West Side Story à l’Opéra National du Rhin (Strasbourg)

mercredi 1 juin 2022
West Side Story © Klara Beck

Alain Perroux a pris la direction de l’Opéra National du Rhin en Janvier 2020. On le sait grand amateur de comédies musicales et il a rédigé pour la collection « Avant Scène Opéra » un livre intitulé « La comédie musicale, mode d’emploi » en 2009, lequel fait autorité non seulement par le nombre d’ouvrages évoqués, mais encore par une riche iconographie. Dans les déclarations récentes qu’il a faites, notamment lors d’une émission sur France Musique, Alain Perroux a indiqué qu’il entendait faire une place significative à la comédie musicale à l’Opéra du Rhin. On ne peut que s’en réjouir… Il y aura peut-être, dans les années à venir, une ou plusieurs œuvres de Stephen Sondheim qu’Alain Perroux admire tout particulièrement et dont il a traduit certains livrets. Pour la première année pouvait-il faire meilleur choix que West Side Story, ouvrage emblématique s’il en est, puisque depuis sa création au Winter Garden Theatre à Broadway, l’œuvre a été représentée dans tous les théâtres du monde et fait l’objet de deux versions cinématographiques, la première en 1961 mise en scène par Robert Wise (10 oscars) (lequel fut également le réalisateur de La mélodie du bonheur ) et la deuxième en 2021 réalisée par Steven Spielberg.

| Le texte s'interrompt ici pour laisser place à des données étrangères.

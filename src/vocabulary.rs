//! 生词本门面
//!
//! [`Vocabulary`] 显式持有单词集合、存储、时钟与随机数生成器，
//! 所有修改（录入、编辑、删除、评判、旧数据修复）都会在返回前同步写入存储。
//! 写入失败以 [`ReviewError::Storage`] 返回，此时内存中的修改已经生效。

use chrono::{DateTime, FixedOffset, Offset, Utc};
use rand::SeedableRng;
use rand_chacha::ChaCha8Rng;
use serde::{Deserialize, Serialize};
use tracing::{debug, error, info};

use crate::clock::{Clock, SystemClock};
use crate::error::{ReviewError, ReviewResult};
use crate::lookup::WordDraft;
use crate::models::{same_term, WordEntry};
use crate::practice::pick_practice_word;
use crate::srs::{self, ReviewOutcome, ReviewSession};
use crate::storage::VocabularyStore;

// ============================================================
// 响应类型定义
// ============================================================

/// 开始复习的结果
#[derive(Debug)]
pub enum SessionStart {
    /// 会话已就绪
    Ready(ReviewSession),
    /// 今日没有到期单词；调用方需询问用户是否改为复习整个词库
    NothingDue { total_words: usize },
    /// 词库为空，无法开始复习
    EmptyVocabulary,
}

/// 词库统计
#[derive(Debug, Clone, Copy, PartialEq, Serialize, Deserialize)]
pub struct VocabularyStats {
    pub total_words: usize,
    pub due_today: usize,
    /// 达到最高复习等级的单词数
    pub mastered_words: usize,
    pub total_attempts: u64,
    pub correct_attempts: u64,
    /// 总正确率 (0-100)
    pub accuracy_percent: f64,
}

// ============================================================
// Vocabulary
// ============================================================

/// 生词本
pub struct Vocabulary<S, C = SystemClock> {
    entries: Vec<WordEntry>,
    store: S,
    clock: C,
    rng: ChaCha8Rng,
    day_offset: FixedOffset,
}

impl<S: VocabularyStore, C: Clock> Vocabulary<S, C> {
    /// 从存储加载词库
    pub fn open(store: S, clock: C) -> ReviewResult<Self> {
        let entries = store.load()?;
        info!(count = entries.len(), "vocabulary loaded");

        // 未指定种子时使用系统时间
        let seed = {
            use std::time::{SystemTime, UNIX_EPOCH};
            SystemTime::now()
                .duration_since(UNIX_EPOCH)
                .map(|d| d.as_nanos() as u64)
                .unwrap_or(42)
        };

        Ok(Self {
            entries,
            store,
            clock,
            rng: ChaCha8Rng::seed_from_u64(seed),
            day_offset: Utc.fix(),
        })
    }

    /// 固定洗牌种子（用于测试与复现）
    pub fn with_seed(mut self, seed: u64) -> Self {
        self.rng = ChaCha8Rng::seed_from_u64(seed);
        self
    }

    /// 设置判定自然日所用的时区偏移
    pub fn with_day_offset(mut self, offset: FixedOffset) -> Self {
        self.day_offset = offset;
        self
    }

    pub fn clock(&self) -> &C {
        &self.clock
    }

    pub fn store(&self) -> &S {
        &self.store
    }

    pub fn day_offset(&self) -> FixedOffset {
        self.day_offset
    }

    // ========== 查询 ==========

    pub fn entries(&self) -> &[WordEntry] {
        &self.entries
    }

    pub fn len(&self) -> usize {
        self.entries.len()
    }

    pub fn is_empty(&self) -> bool {
        self.entries.is_empty()
    }

    /// 忽略大小写查找
    pub fn get(&self, term: &str) -> Option<&WordEntry> {
        self.entries.iter().find(|entry| entry.matches_term(term))
    }

    fn position_of(&self, term: &str) -> Option<usize> {
        self.entries.iter().position(|entry| entry.matches_term(term))
    }

    /// 按字母顺序（忽略大小写）排列的条目，用于列表展示
    pub fn sorted_entries(&self) -> Vec<&WordEntry> {
        let mut sorted: Vec<&WordEntry> = self.entries.iter().collect();
        sorted.sort_by(|a, b| {
            a.term
                .to_lowercase()
                .cmp(&b.term.to_lowercase())
                .then_with(|| a.term.cmp(&b.term))
        });
        sorted
    }

    pub fn stats(&self) -> VocabularyStats {
        let now = self.clock.now();
        let total_attempts: u64 = self.entries.iter().map(|e| u64::from(e.total_attempts)).sum();
        let correct_attempts: u64 = self.entries.iter().map(|e| u64::from(e.correct_attempts)).sum();

        VocabularyStats {
            total_words: self.entries.len(),
            due_today: self
                .entries
                .iter()
                .filter(|entry| srs::is_due(entry, now, &self.day_offset))
                .count(),
            mastered_words: self.entries.iter().filter(|entry| entry.is_mastered()).count(),
            total_attempts,
            correct_attempts,
            accuracy_percent: if total_attempts == 0 {
                0.0
            } else {
                correct_attempts as f64 / total_attempts as f64 * 100.0
            },
        }
    }

    // ========== 持久化 ==========

    fn persist(&self) -> ReviewResult<()> {
        self.store.save(&self.entries).map_err(|err| {
            error!(error = %err, "failed to persist vocabulary");
            ReviewError::Storage(err)
        })
    }

    fn ensure_unique(&self, term: &str, except: Option<usize>) -> ReviewResult<()> {
        let duplicate = self
            .entries
            .iter()
            .enumerate()
            .any(|(idx, entry)| Some(idx) != except && entry.matches_term(term));
        if duplicate {
            return Err(ReviewError::Duplicate(term.to_string()));
        }
        Ok(())
    }

    fn lookup_failed(term: &str, operation: &str) -> ReviewError {
        error!(term = %term, operation, "word not found in vocabulary");
        ReviewError::Lookup(term.to_string())
    }

    // ========== 录入 / 编辑 / 删除 ==========

    /// 录入新单词：等级 0，立即到期
    pub fn add_word(&mut self, draft: WordDraft) -> ReviewResult<&WordEntry> {
        let draft = draft.validate()?;
        self.ensure_unique(&draft.term, None)?;

        let entry = WordEntry::new(draft.term, draft.definition, draft.example, self.clock.now());
        info!(term = %entry.term, "word added");
        self.entries.push(entry);
        self.persist()?;

        let idx = self.entries.len() - 1;
        Ok(&self.entries[idx])
    }

    /// 编辑单词
    ///
    /// 复习计数保留；若单词拼写（忽略大小写）发生变化，视为新的学习项，等级归零并立即到期。
    pub fn edit_word(&mut self, original_term: &str, draft: WordDraft) -> ReviewResult<&WordEntry> {
        let idx = self
            .position_of(original_term)
            .ok_or_else(|| Self::lookup_failed(original_term, "edit"))?;
        let draft = draft.validate()?;
        self.ensure_unique(&draft.term, Some(idx))?;

        let now = self.clock.now();
        let entry = &mut self.entries[idx];
        let term_changed = !same_term(&entry.term, &draft.term);

        entry.term = draft.term;
        entry.definition = draft.definition;
        entry.example = draft.example;
        if term_changed {
            entry.repetition_level = 0;
            entry.next_due_at = Some(now);
        }
        info!(from = %original_term, to = %entry.term, term_changed, "word updated");

        self.persist()?;
        Ok(&self.entries[idx])
    }

    pub fn remove_word(&mut self, term: &str) -> ReviewResult<WordEntry> {
        let idx = self
            .position_of(term)
            .ok_or_else(|| Self::lookup_failed(term, "remove"))?;

        let removed = self.entries.remove(idx);
        info!(term = %removed.term, "word removed");
        self.persist()?;
        Ok(removed)
    }

    // ========== 复习会话 ==========

    /// 筛选今日到期的单词并开启会话
    ///
    /// 筛选中修复过的旧数据会立即写回存储。
    pub fn start_session(&mut self) -> ReviewResult<SessionStart> {
        if self.entries.is_empty() {
            info!("vocabulary is empty, no session started");
            return Ok(SessionStart::EmptyVocabulary);
        }

        let now = self.clock.now();
        let due = srs::select_due(&mut self.entries, now, &self.day_offset);
        if due.repaired > 0 {
            self.persist()?;
        }

        if due.is_empty() {
            info!(total = self.entries.len(), "no words due today");
            return Ok(SessionStart::NothingDue {
                total_words: self.entries.len(),
            });
        }

        let session = ReviewSession::start(due.terms, &mut self.rng);
        info!(cards = session.len(), "review session started");
        Ok(SessionStart::Ready(session))
    }

    /// 用户确认后复习整个词库
    pub fn start_full_review(&mut self) -> ReviewResult<SessionStart> {
        if self.entries.is_empty() {
            return Ok(SessionStart::EmptyVocabulary);
        }

        let terms = self.entries.iter().map(|entry| entry.term.clone()).collect();
        let session = ReviewSession::start_full_review(terms, &mut self.rng);
        info!(cards = session.len(), "full review session started");
        Ok(SessionStart::Ready(session))
    }

    /// 当前卡片对应的条目
    pub fn current_card(&self, session: &ReviewSession) -> Option<&WordEntry> {
        session.current_term().and_then(|term| self.get(term))
    }

    /// 对当前卡片做出评判
    ///
    /// 仅在答案面朝上且本卡尚未评判时有效。
    pub fn judge(&mut self, session: &mut ReviewSession, passed: bool) -> ReviewResult<ReviewOutcome> {
        if !session.can_judge() {
            debug!(position = session.position(), face = ?session.face(), "judgment rejected");
            return Err(ReviewError::JudgmentUnavailable);
        }
        let term = session
            .current_term()
            .map(str::to_owned)
            .ok_or(ReviewError::JudgmentUnavailable)?;

        let result = self.record_outcome(&term, passed);
        if !matches!(result, Err(ReviewError::Lookup(_))) {
            session.mark_judged();
        }
        result
    }

    /// 记录一次复习结果；单词不存在时返回 [`ReviewError::Lookup`] 且不做任何修改
    pub fn record_outcome(&mut self, term: &str, passed: bool) -> ReviewResult<ReviewOutcome> {
        let now = self.clock.now();
        self.record_outcome_at(term, passed, now)
    }

    fn record_outcome_at(&mut self, term: &str, passed: bool, now: DateTime<Utc>) -> ReviewResult<ReviewOutcome> {
        let idx = self
            .position_of(term)
            .ok_or_else(|| Self::lookup_failed(term, "record_outcome"))?;

        let outcome = srs::record_outcome(&mut self.entries[idx], passed, now);
        info!(
            term = %outcome.term,
            passed,
            from = outcome.previous_level,
            to = outcome.new_level,
            next_due_at = %outcome.next_due_at,
            "review outcome recorded"
        );

        self.persist()?;
        Ok(outcome)
    }

    // ========== 造句练习 ==========

    /// 随机抽取一个练习单词
    pub fn practice_word(&mut self) -> Option<&WordEntry> {
        pick_practice_word(&self.entries, &mut self.rng)
    }
}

Barrie Kosky un éminent metteur en scène «  multi facettes »
A Strasbourg à l’Opéra du Rhin, 11 représentations ont été programmées dont 8 à Strasbourg et 3 à Mulhouse*. Outre l’évènement que constituait le titre lui-même, la mise en scène a été confiée à l’un des plus célèbres artisans en pareille matière, à savoir Barrie Kosky, actuel directeur du Komische Oper de Berlin. Celui-ci s’est illustré dans nombre de mises en scène d’opéra, abordant une multiplicité de compositeurs de Monteverdi, à Hans Werner Henze en passant par Rameau, Purcell, Mozart, Rossini, Tchaïkovski, Verdi, Moussorgski, Borodine, Bizet, Richard Strauss, Puccini, Rimski-Korsakov, Debussy, Prokofiev, Schönberg, et bien entendu Wagner (sa mise en scène des Maîtres Chanteurs de Nuremberg a fait sensation au Festival de Bayreuth) mais Barrie Kosky est un metteur en scène comme on les aime car il n’a pas l’esprit étroit et sait servir avec bonheur tous les genres y compris l’opérette et la comédie musicale. C’est ainsi qu’on lui doit Orphée aux enfers de Jacques Offenbach, Ball im Savoy de Paul Abraham, Les Perles de Cléopâtre d’Oscar Straus, Un Violon sur le toit de Jerry Boch (représenté à l’Opéra du Rhin en 2019), Kiss Me Kate de Cole Porter et plus récemment la sublime production de Frühlingsstürme (Tempête de printemps) de Jaromir Weinberger (dont un récent DVD/Blu-Ray nous a fort heureusement livré un exceptionnel témoignage de son talent). 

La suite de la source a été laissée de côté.